The Chinese are posing new national-security threats all over, and one of those areas is in economic development. Consider China’s strategy for establishing manufacturing outposts in the United States via our need for electric-vehicle batteries, and apparently a Chinese plan for boosting its food supply by grabbing up rich farm acreage in the American heartland.

In Texas, for example, there is proposed legislation that would bar land purchases by governments, businesses or citizens of China. That’s because Chinese investors owned more than 338,000 U.S. acres at the end of 2020, according to a Wall Street Journal investigation, about five times its ownership a decade earlier. That still comprises less than 1% of all U.S. farmland held by foreigners. At the same time, China remains the biggest market for American agricultural exports.

On the factory side, the fact that China is the world leader in automotive-electrification technology, and that the Chinese government is willing to invest billions of dollars in new EV-battery plants and partnerships in the United States, makes it problematic for states to turn up their noses at the potential bounty in property taxes, jobs and knock-on benefits.

Take what has happened in the differing approaches between Michigan Governor Gretchen Whitmer and Virginia Governor Glenn Youngkin over a potential multi-billion-dollar investment by Ford and its would-be Chinese partner, CATL, to build batteries in the United States.

The Politics of China

Youngkin, a Republican, pulled his state from consideration, citing CATL’s ties to China’s communist party. But Whitmer, a Democrat presiding over the first Michigan government fully in control by her party in 40 years, forcefully stepped into the fray and made it clear the Wolverine State would gladly welcome the Ford-CATL plant. And just this week Ford and Michigan indeed announced that the Chinese-partnered plant is destined for a shovel-ready site in the south-central part of the state, with $1 billion in taxpayer incentives to do so.

Of course, politics in addition to national security has come into play in this equation in a significant way — this of the red-blue-purple variety and related to raw electoral considerations. Both Youngkin and Whitmer are presumed potential candidates for their parties’ presidential nominations next year.

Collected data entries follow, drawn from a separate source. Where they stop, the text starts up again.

//! Step-wise single-source shortest-path search.
//!
//! A Dijkstra-style search driven one discrete unit of work per external
//! call (typically a key press in the host), rather than running to
//! completion. The stepper is an explicit state machine:
//!
//! ```text
//! Waiting -> Searching -> Returning -> Done
//! ```
//!
//! `Searching` pops and relaxes one frontier node per step. When the
//! frontier empties the stepper switches to `Returning` and walks the
//! predecessor chain backward from the end node, marking one `Path` node per
//! step, until it reaches the start. The frontier is a plain vector scanned
//! linearly for the minimum distance; at one pop per keypress the
//! O(frontier) scan is deliberate and keeps the first-encountered tie-break
//! stable.

use serde::Serialize;
use tracing::{debug, trace};

use crate::error::GraphError;
use crate::graph::{GraphEngine, NodeId, NodeMode};

/// State of a [`ShortestPathStepper`].
#[derive(Debug, Clone, Copy, PartialEq, Eq, Default, Serialize)]
#[repr(u8)]
pub enum TraversalState {
    /// No search has started; the first step performs the reset.
    #[default]
    Waiting = 0,
    /// Popping and relaxing frontier nodes.
    Searching = 1,
    /// Walking the predecessor chain backward, marking the path.
    Returning = 2,
    /// Path fully marked.
    Done = 3,
}

/// What `step` does once the stepper is [`TraversalState::Done`].
///
/// Source material disagreed on this (no-op vs. automatic restart), so it
/// is explicit configuration rather than a silent choice.
#[derive(Debug, Clone, Copy, PartialEq, Eq, Default, Serialize)]
pub enum DoneBehavior {
    /// Further steps are no-ops; node state stays frozen.
    #[default]
    Hold,
    /// The next step re-runs the reset and starts a fresh search.
    Restart,
}

/// The step-wise shortest-path stepper.
///
/// Start and end nodes are selected by insertion position, matching the
/// host's index-based selection. All progress happens inside
/// [`step`](Self::step); there is no internal clock, and a stepper never
/// mutates the engine outside a `step` or `reset` call.
pub struct ShortestPathStepper {
    start_index: usize,
    end_index: usize,
    start: Option<NodeId>,
    end: Option<NodeId>,
    /// The node currently highlighted as `Visiting` (or being walked during
    /// `Returning`).
    current: Option<NodeId>,
    /// Mode to restore on `current` when the highlight moves on.
    saved_mode: NodeMode,
    /// Discovered but not yet finalized nodes.
    frontier: Vec<NodeId>,
    state: TraversalState,
    done_behavior: DoneBehavior,
}

impl ShortestPathStepper {
    /// Create a stepper targeting the given start/end insertion positions.
    ///
    /// Index validation happens at reset time, so a stepper may be created
    /// before the builder has finished populating the graph.
    pub fn new(start_index: usize, end_index: usize) -> Self {
        Self {
            start_index,
            end_index,
            start: None,
            end: None,
            current: None,
            saved_mode: NodeMode::Start,
            frontier: Vec::new(),
            state: TraversalState::Waiting,
            done_behavior: DoneBehavior::default(),
        }
    }

    /// Current state of the state machine.
    pub fn state(&self) -> TraversalState {
        self.state
    }

    /// The configured done behavior.
    pub fn done_behavior(&self) -> DoneBehavior {
        self.done_behavior
    }

    /// Configure what happens on steps after the search completes.
    pub fn set_done_behavior(&mut self, behavior: DoneBehavior) {
        self.done_behavior = behavior;
    }

    /// The resolved start node, once a reset has run.
    pub fn start(&self) -> Option<NodeId> {
        self.start
    }

    /// The resolved end node, once a reset has run.
    pub fn end(&self) -> Option<NodeId> {
        self.end
    }

    #[cfg(test)]
    pub(crate) fn frontier(&self) -> &[NodeId] {
        &self.frontier
    }

    /// Re-initialize the search, selecting start and end by insertion
    /// position.
    ///
    /// Every node's distance goes to the infinite sentinel, visited flags
    /// clear, predecessors seed to the start node, and modes revert to
    /// `Unvisited`; the start node is then marked (distance zero, visited,
    /// pushed onto the frontier) and the end node pinned. Calling this
    /// mid-search discards the in-progress frontier: cancellation is just a
    /// reset.
    pub fn reset(
        &mut self,
        engine: &mut GraphEngine,
        start_index: usize,
        end_index: usize,
    ) -> Result<(), GraphError> {
        if engine.node_count() == 0 {
            return Err(GraphError::EmptyGraph);
        }
        let start = engine
            .node_at(start_index)
            .ok_or(GraphError::InvalidReference {
                id: start_index as u32,
            })?;
        let end = engine.node_at(end_index).ok_or(GraphError::InvalidReference {
            id: end_index as u32,
        })?;

        self.start_index = start_index;
        self.end_index = end_index;
        self.start = Some(start);
        self.end = Some(end);

        engine.reset_search(start);
        self.frontier.clear();
        self.current = Some(start);
        self.saved_mode = NodeMode::Start;

        if let Some(state) = engine.search_mut(start) {
            state.distance = 0.0;
            state.predecessor = Some(start);
            state.visited = true;
        }
        engine.force_mode(start, NodeMode::Start);
        self.frontier.push(start);

        // Marked after the start so that a coincident start/end shows as End;
        // the end node's distance is left untouched.
        engine.force_mode(end, NodeMode::End);

        debug!(start = start.0, end = end.0, "searching");
        self.state = TraversalState::Searching;
        Ok(())
    }

    /// Advance the search by one unit of work.
    ///
    /// Synchronous and non-blocking; returns the state after the step.
    pub fn step(&mut self, engine: &mut GraphEngine) -> Result<TraversalState, GraphError> {
        match self.state {
            TraversalState::Waiting => {
                self.reset(engine, self.start_index, self.end_index)?;
            }

            TraversalState::Searching => {
                if self.frontier.is_empty() {
                    // Out of nodes to look at: the search is complete (or the
                    // end was unreachable). Either way, start walking back.
                    debug!("returning");
                    if let Some(current) = self.current {
                        engine.set_mode(current, self.saved_mode);
                    }
                    self.current = self.end.and_then(|end| engine.predecessor(end));
                    self.state = TraversalState::Returning;
                } else {
                    self.visit_next_node(engine);
                }
            }

            TraversalState::Returning => {
                if self.current.is_some() && self.current != self.start {
                    trace!("stepping back");
                    if let Some(current) = self.current {
                        engine.set_mode(current, NodeMode::Path);
                        self.current = engine.predecessor(current);
                    }
                } else {
                    debug!("done");
                    self.state = TraversalState::Done;
                }
            }

            TraversalState::Done => match self.done_behavior {
                DoneBehavior::Hold => {}
                DoneBehavior::Restart => {
                    self.reset(engine, self.start_index, self.end_index)?;
                }
            },
        }

        Ok(self.state)
    }

    /// Pop the closest frontier node, relax its neighbors, and move the
    /// `Visiting` highlight onto it.
    fn visit_next_node(&mut self, engine: &mut GraphEngine) {
        let selected = self.next_shortest(engine);
        trace!(node = selected.0, "visiting next node");

        // The previously highlighted node reverts to whatever it was before
        // the highlight landed on it.
        if let Some(current) = self.current {
            engine.set_mode(current, self.saved_mode);
        }
        self.current = Some(selected);

        if self.start != Some(selected) && self.end != Some(selected) {
            engine.set_mode(selected, NodeMode::Visited);
            self.saved_mode = NodeMode::Visited;
        } else {
            // Start/End keep their pinned mode once the highlight moves on.
            self.saved_mode = engine.mode(selected).unwrap_or_default();
        }
        engine.set_mode(selected, NodeMode::Visiting);

        if let Some(state) = engine.search_mut(selected) {
            state.visited = true;
        }

        let neighbors = engine.neighbors(selected).to_vec();
        for neighbor in neighbors {
            if !engine.is_visited(neighbor) && !self.frontier.contains(&neighbor) {
                self.frontier.push(neighbor);
            }

            let candidate =
                engine.distance(selected) + engine.distance_between(selected, neighbor);
            if candidate < engine.distance(neighbor) {
                if let Some(state) = engine.search_mut(neighbor) {
                    state.distance = candidate;
                    state.predecessor = Some(selected);
                }
            }
        }
    }

    /// Remove and return the unvisited frontier node with minimum distance.
    ///
    /// Linear scan; strict comparison keeps the first-encountered node on
    /// ties, so selection order is stable for a given insertion order.
    /// Callers guarantee the frontier is non-empty.
    fn next_shortest(&mut self, engine: &GraphEngine) -> NodeId {
        let mut best = 0;
        for (i, &node) in self.frontier.iter().enumerate() {
            if !engine.is_visited(node)
                && engine.distance(node) < engine.distance(self.frontier[best])
            {
                best = i;
            }
        }
        self.frontier.remove(best)
    }

    /// The current path from start to end, following predecessor links
    /// backward from the end node.
    ///
    /// With an unreachable end this degenerates to `[start, end]`, since
    /// the reset seeds every predecessor with the start node; the caller can
    /// tell the cases apart by the end node's distance. The walk is capped
    /// at the node count, so it is bounded even on degenerate chains.
    pub fn path(&self, engine: &GraphEngine) -> Vec<NodeId> {
        let (Some(start), Some(end)) = (self.start, self.end) else {
            return Vec::new();
        };

        let mut path = vec![end];
        let mut cursor = end;
        for _ in 0..engine.node_count() {
            if cursor == start {
                break;
            }
            match engine.predecessor(cursor) {
                Some(prev) => {
                    path.push(prev);
                    cursor = prev;
                }
                None => break,
            }
        }
        path.reverse();
        path
    }
}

Read the rest of this piece at Flyover Coalition.


Dale Buss is founder and executive director of The Flyover Coalition, a not-for-profit organization aimed at helping revitalize and promote the economy, companies and people of the region between the Appalachians and Rockies, the Gulf Coast and the Great Lakes. He is a long-time author, journalist, and magazine and newspaper editor, and contributor to Chief Executive, Forbes, the Wall Street Journal, the New York Times and many other publications. Buss is a Wisconsin native who lives in Michigan and has also lived in Texas, Pennsylvania and Florida.

Photo: courtesy Flyover Coalition.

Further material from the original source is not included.